PROPERTY
Slowdown to continue in new year

Builders' suppliers and interior decorators already feeling pinch
Businesses involed in construction raw materials and residential home-decoration saw only slight growth this year and face the prospect of more of the same in the coming year. This is the result of a slow-down in the property sector - especially residential housing - according to an expert. Ivan Kovarik, managing director of Elephant-brand gypsum-producer Siam Indus-try Gypsum, said the company saw 5-per-cent growth this year as a result of slight growth in construction of new housing.
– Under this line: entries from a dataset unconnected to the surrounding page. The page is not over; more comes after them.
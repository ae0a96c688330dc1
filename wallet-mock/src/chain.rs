/// In-memory wallet + chain with a deployed ChronoLog contract
///
/// Answers the EIP-1193 methods a dApp session uses. The contract only
/// exists on its home chain; calls made while the wallet sits on another
/// chain see an empty account, just like a real network would.
use alloy_primitives::{address, keccak256, Address, Bytes, B256, U256};
use alloy_sol_types::{sol, SolCall, SolValue};
use serde::de::DeserializeOwned;
use serde::Deserialize;
use serde_json::{json, Value};
use std::collections::{BTreeSet, HashMap};

use crate::types::{RpcError, WalletStateResponse};

/// Where the ChronoLog contract lives
pub const CONTRACT_ADDRESS: Address = address!("1A46b403A29c8cBDA564E1f4B9c6332b8873532f");

/// Arbitrum Sepolia
pub const CONTRACT_CHAIN_ID: u64 = 421614;

/// Ethereum mainnet, known to every wallet
pub const MAINNET_CHAIN_ID: u64 = 1;

sol! {
    #[derive(Debug, PartialEq, Eq)]
    struct Log {
        uint256 id;
        address author;
        string content;
        uint256 timestamp;
        uint256 unlockTime;
    }

    function createLog(string _content, uint256 _unlockTime) external;

    function getAllLogs() external view returns (Log[] memory);
}

#[derive(Debug, Deserialize)]
#[serde(rename_all = "camelCase")]
struct SwitchChainParam {
    chain_id: String,
}

#[derive(Debug, Deserialize)]
#[serde(rename_all = "camelCase")]
struct AddChainParam {
    chain_id: String,
    chain_name: String,
    #[serde(default)]
    rpc_urls: Vec<String>,
}

#[derive(Debug, Deserialize)]
struct TransactionParam {
    #[serde(default)]
    from: Option<Address>,
    to: Address,
    #[serde(default, alias = "input")]
    data: Bytes,
}

#[derive(Debug, Clone)]
struct StoredReceipt {
    from: Address,
    to: Address,
    status: bool,
    block_number: u64,
}

pub struct MockChain {
    accounts: Vec<Address>,
    authorized: bool,
    chain_id: u64,
    known_chains: BTreeSet<u64>,
    contract: Address,
    logs: Vec<Log>,
    receipts: HashMap<B256, StoredReceipt>,
    block_number: u64,
    nonce: u64,
    last_transaction: Option<B256>,
    /// Remaining user rejections per method
    rejections: HashMap<String, u32>,
    /// Remaining transactions that will revert
    reverts: u32,
}

impl MockChain {
    /// Wallet holding `accounts`, currently on `chain_id`
    ///
    /// Mainnet and the starting chain are known; the contract's home chain
    /// must be added first if the wallet starts elsewhere.
    pub fn new(accounts: Vec<Address>, chain_id: u64) -> Self {
        Self {
            accounts,
            authorized: false,
            chain_id,
            known_chains: [MAINNET_CHAIN_ID, chain_id].into_iter().collect(),
            contract: CONTRACT_ADDRESS,
            logs: Vec::new(),
            receipts: HashMap::new(),
            block_number: 0,
            nonce: 0,
            last_transaction: None,
            rejections: HashMap::new(),
            reverts: 0,
        }
    }

    pub fn with_contract(mut self, contract: Address) -> Self {
        self.contract = contract;
        self
    }

    /// Route one JSON-RPC call
    pub fn dispatch(&mut self, method: &str, params: &Value) -> Result<Value, RpcError> {
        match method {
            "eth_requestAccounts" => self.request_accounts(),
            "eth_accounts" => Ok(json!(self.visible_accounts())),
            "eth_chainId" => Ok(json!(to_quantity(self.chain_id))),
            "net_version" => Ok(json!(self.chain_id.to_string())),
            "eth_blockNumber" => Ok(json!(to_quantity(self.block_number))),
            "wallet_switchEthereumChain" => self.switch_chain(first_param(params)?),
            "wallet_addEthereumChain" => self.add_chain(first_param(params)?),
            "eth_call" => self.call(first_param(params)?),
            "eth_sendTransaction" => self.send_transaction(first_param(params)?),
            "eth_getTransactionReceipt" => Ok(self.receipt(first_param(params)?)),
            other => Err(RpcError::method_not_found(other)),
        }
    }

    // ============================================================================
    // Wallet methods
    // ============================================================================

    fn request_accounts(&mut self) -> Result<Value, RpcError> {
        if self.take_rejection("eth_requestAccounts") {
            return Err(RpcError::user_rejected("User rejected the request."));
        }
        self.authorized = true;
        log::info!("👛 Authorised {} account(s)", self.accounts.len());
        Ok(json!(self.accounts))
    }

    fn visible_accounts(&self) -> Vec<Address> {
        if self.authorized {
            self.accounts.clone()
        } else {
            Vec::new()
        }
    }

    fn switch_chain(&mut self, param: SwitchChainParam) -> Result<Value, RpcError> {
        let target = parse_quantity(&param.chain_id)
            .ok_or_else(|| RpcError::invalid_params(format!("chainId '{}'", param.chain_id)))?;

        if !self.known_chains.contains(&target) {
            return Err(RpcError::unrecognized_chain(&param.chain_id));
        }
        if self.take_rejection("wallet_switchEthereumChain") {
            return Err(RpcError::user_rejected("User rejected the request."));
        }

        self.chain_id = target;
        log::info!("⛓️  Switched to chain {}", target);
        Ok(Value::Null)
    }

    fn add_chain(&mut self, param: AddChainParam) -> Result<Value, RpcError> {
        let id = parse_quantity(&param.chain_id)
            .ok_or_else(|| RpcError::invalid_params(format!("chainId '{}'", param.chain_id)))?;
        if param.rpc_urls.is_empty() {
            return Err(RpcError::invalid_params("rpcUrls must not be empty"));
        }
        if self.take_rejection("wallet_addEthereumChain") {
            return Err(RpcError::user_rejected("User rejected the request."));
        }

        // wallets switch to a chain right after adding it
        self.known_chains.insert(id);
        self.chain_id = id;
        log::info!("➕ Added chain {} ({}) and switched to it", param.chain_name, id);
        Ok(Value::Null)
    }

    // ============================================================================
    // Contract
    // ============================================================================

    fn contract_deployed_at(&self, to: Address) -> bool {
        to == self.contract && self.chain_id == CONTRACT_CHAIN_ID
    }

    fn call(&self, param: TransactionParam) -> Result<Value, RpcError> {
        if !self.contract_deployed_at(param.to) {
            return Ok(json!(Bytes::new()));
        }

        if param.data.len() < 4 || param.data[..4] != getAllLogsCall::SELECTOR[..] {
            return Err(RpcError::execution_reverted("execution reverted"));
        }

        let encoded: Bytes = (self.logs.clone(),).abi_encode_params().into();
        Ok(json!(encoded))
    }

    fn send_transaction(&mut self, param: TransactionParam) -> Result<Value, RpcError> {
        let from = param.from.ok_or_else(|| RpcError::invalid_params("missing 'from'"))?;
        if !self.authorized || !self.accounts.contains(&from) {
            return Err(RpcError::unauthorized());
        }
        if self.take_rejection("eth_sendTransaction") {
            return Err(RpcError::user_rejected("User denied transaction signature."));
        }

        let mut status = true;
        if self.contract_deployed_at(param.to) {
            let call = createLogCall::abi_decode(&param.data, true).map_err(|e| {
                RpcError::execution_reverted(&format!("execution reverted: {}", e))
            })?;

            if self.reverts > 0 {
                self.reverts -= 1;
                status = false;
            } else {
                let id = self.logs.len() as u64 + 1;
                self.logs.push(Log {
                    id: U256::from(id),
                    author: from,
                    content: call._content,
                    timestamp: U256::from(block_timestamp()),
                    unlockTime: call._unlockTime,
                });
                log::info!("📝 createLog #{} by {}", id, from);
            }
        }

        self.nonce += 1;
        self.block_number += 1;
        let hash = keccak256((from, U256::from(self.nonce)).abi_encode());
        self.receipts.insert(
            hash,
            StoredReceipt {
                from,
                to: param.to,
                status,
                block_number: self.block_number,
            },
        );
        self.last_transaction = Some(hash);
        Ok(json!(hash))
    }

    fn receipt(&self, hash: B256) -> Value {
        match self.receipts.get(&hash) {
            Some(receipt) => json!({
                "transactionHash": hash,
                "from": receipt.from,
                "to": receipt.to,
                "status": if receipt.status { "0x1" } else { "0x0" },
                "blockNumber": to_quantity(receipt.block_number),
            }),
            None => Value::Null,
        }
    }

    // ============================================================================
    // Admin controls
    // ============================================================================

    /// Replace the wallet's account list (as if the user switched accounts)
    pub fn set_accounts(&mut self, accounts: Vec<Address>) {
        log::info!("👛 Accounts set to {:?}", accounts);
        self.accounts = accounts;
    }

    /// Decline the next `count` calls of `method`
    pub fn reject_next(&mut self, method: &str, count: u32) {
        *self.rejections.entry(method.to_string()).or_insert(0) += count;
    }

    /// Move the wallet to another chain from the wallet UI
    pub fn set_chain(&mut self, chain_id: u64) {
        self.known_chains.insert(chain_id);
        self.chain_id = chain_id;
    }

    /// Make the next `count` contract transactions revert
    pub fn revert_next(&mut self, count: u32) {
        self.reverts += count;
    }

    pub fn state(&self) -> WalletStateResponse {
        WalletStateResponse {
            accounts: self.accounts.clone(),
            authorized: self.authorized,
            chain_id: self.chain_id,
            known_chains: self.known_chains.iter().copied().collect(),
            contract: self.contract,
            log_count: self.logs.len(),
            block_number: self.block_number,
            last_transaction: self.last_transaction,
        }
    }

    fn take_rejection(&mut self, method: &str) -> bool {
        match self.rejections.get_mut(method) {
            Some(remaining) if *remaining > 0 => {
                *remaining -= 1;
                log::info!("🙅 Rejecting {}", method);
                true
            }
            _ => false,
        }
    }
}

fn first_param<T: DeserializeOwned>(params: &Value) -> Result<T, RpcError> {
    let first = params
        .get(0)
        .cloned()
        .ok_or_else(|| RpcError::invalid_params("expected a non-empty params array"))?;
    serde_json::from_value(first).map_err(|e| RpcError::invalid_params(e.to_string()))
}

fn block_timestamp() -> u64 {
    u64::try_from(chrono::Utc::now().timestamp()).unwrap_or(0)
}

pub fn to_quantity(value: u64) -> String {
    format!("{:#x}", value)
}

pub fn parse_quantity(value: &str) -> Option<u64> {
    let digits = value
        .strip_prefix("0x")
        .or_else(|| value.strip_prefix("0X"))?;
    u64::from_str_radix(digits, 16).ok()
}

#[cfg(test)]
mod tests {
    use super::*;

    fn alice() -> Address {
        Address::repeat_byte(0xa1)
    }

    fn on_contract_chain() -> MockChain {
        MockChain::new(vec![alice()], CONTRACT_CHAIN_ID)
    }

    fn create_log_tx(from: Address, content: &str, unlock: u64) -> Value {
        let data: Bytes = createLogCall {
            _content: content.to_string(),
            _unlockTime: U256::from(unlock),
        }
        .abi_encode()
        .into();
        json!([{ "from": from, "to": CONTRACT_ADDRESS, "data": data }])
    }

    #[test]
    fn test_accounts_hidden_until_requested() {
        let mut chain = on_contract_chain();
        assert_eq!(chain.dispatch("eth_accounts", &json!([])).unwrap(), json!([]));

        chain.dispatch("eth_requestAccounts", &json!([])).unwrap();
        assert_eq!(
            chain.dispatch("eth_accounts", &json!([])).unwrap(),
            json!([alice()])
        );
    }

    #[test]
    fn test_rejection_is_consumed() {
        let mut chain = on_contract_chain();
        chain.reject_next("eth_requestAccounts", 1);

        let err = chain.dispatch("eth_requestAccounts", &json!([])).unwrap_err();
        assert_eq!(err.code, 4001);
        assert!(chain.dispatch("eth_requestAccounts", &json!([])).is_ok());
    }

    #[test]
    fn test_unknown_chain_needs_add() {
        let mut chain = MockChain::new(vec![alice()], MAINNET_CHAIN_ID);

        let err = chain
            .dispatch("wallet_switchEthereumChain", &json!([{ "chainId": "0x66eee" }]))
            .unwrap_err();
        assert_eq!(err.code, 4902);

        chain
            .dispatch(
                "wallet_addEthereumChain",
                &json!([{
                    "chainId": "0x66eee",
                    "chainName": "Arbitrum Sepolia",
                    "rpcUrls": ["https://sepolia-rollup.arbitrum.io/rpc"]
                }]),
            )
            .unwrap();
        assert_eq!(
            chain.dispatch("eth_chainId", &json!([])).unwrap(),
            json!("0x66eee")
        );
    }

    #[test]
    fn test_create_log_then_read_back() {
        let mut chain = on_contract_chain();
        chain.dispatch("eth_requestAccounts", &json!([])).unwrap();

        let hash = chain
            .dispatch("eth_sendTransaction", &create_log_tx(alice(), "hello", 42))
            .unwrap();
        let receipt = chain
            .dispatch("eth_getTransactionReceipt", &json!([hash]))
            .unwrap();
        assert_eq!(receipt["status"], "0x1");

        let data: Bytes = getAllLogsCall {}.abi_encode().into();
        let result = chain
            .dispatch("eth_call", &json!([{ "to": CONTRACT_ADDRESS, "data": data }, "latest"]))
            .unwrap();
        let raw: Bytes = serde_json::from_value(result).unwrap();
        let logs = getAllLogsCall::abi_decode_returns(&raw, true).unwrap()._0;
        assert_eq!(logs.len(), 1);
        assert_eq!(logs[0].author, alice());
        assert_eq!(logs[0].content, "hello");
        assert_eq!(logs[0].unlockTime, U256::from(42));
    }

    #[test]
    fn test_unauthorised_sender() {
        let mut chain = on_contract_chain();
        let err = chain
            .dispatch("eth_sendTransaction", &create_log_tx(alice(), "hello", 0))
            .unwrap_err();
        assert_eq!(err.code, 4100);
    }

    #[test]
    fn test_reverted_transaction_stores_nothing() {
        let mut chain = on_contract_chain();
        chain.dispatch("eth_requestAccounts", &json!([])).unwrap();
        chain.revert_next(1);

        let hash = chain
            .dispatch("eth_sendTransaction", &create_log_tx(alice(), "doomed", 0))
            .unwrap();
        let receipt = chain
            .dispatch("eth_getTransactionReceipt", &json!([hash]))
            .unwrap();
        assert_eq!(receipt["status"], "0x0");
        assert_eq!(chain.state().log_count, 0);
    }

    #[test]
    fn test_contract_absent_on_other_chain() {
        let mut chain = on_contract_chain();
        chain.set_chain(MAINNET_CHAIN_ID);
        let data: Bytes = getAllLogsCall {}.abi_encode().into();
        let result = chain
            .dispatch("eth_call", &json!([{ "to": CONTRACT_ADDRESS, "data": data }]))
            .unwrap();
        assert_eq!(result, json!("0x"));
    }

    #[test]
    fn test_quantity_helpers() {
        assert_eq!(to_quantity(421614), "0x66eee");
        assert_eq!(parse_quantity("0x66eee"), Some(421614));
        assert_eq!(parse_quantity("421614"), None);
    }
}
The signals are for similar slight growth in 2007 and, as a result, the company has adjusted growth targets from a double-digit average of 10 per cent to 5 per cent in the next year. Sales growth this year fell from a target of 10 per cent to 7 per cent. Siam City Cement hopes to maintain its domestic sales growth next year in the face of strong competition and slight demand-growth only, according to executive director Chantana Sukumanont. "We will expand our export markets in the next year because these have better potential growth than the domestic market," she said. The property market is on pace to report a 16-per-cent drop in unit growth this year and a 6-per-cent fall in value when compared with 2005, according to property consultant Agency for Real Estate Affairs. Its managing director, Sopon Pornchokchai, said demand for new housing had continued to grow but home buyers had delayed purchase decisions in the third quarter of this year. This was a result of political uncertainty and a rises in the cost of living caused by climbing interest rates and oil prices. Home buyers reduced spending from an average of Bt3.08 million per unit last year to Bt2.7 million this year. That saw a fall in total housing value of 6 per cent this year. "When the property sector drops, that has a negative im-pact on related industries in-cluding construction materials, home decoration, bathroom accessories and so on," Sopon said. "As a result property-sector related businesses will show slight growth or maybe even a fall this year and next."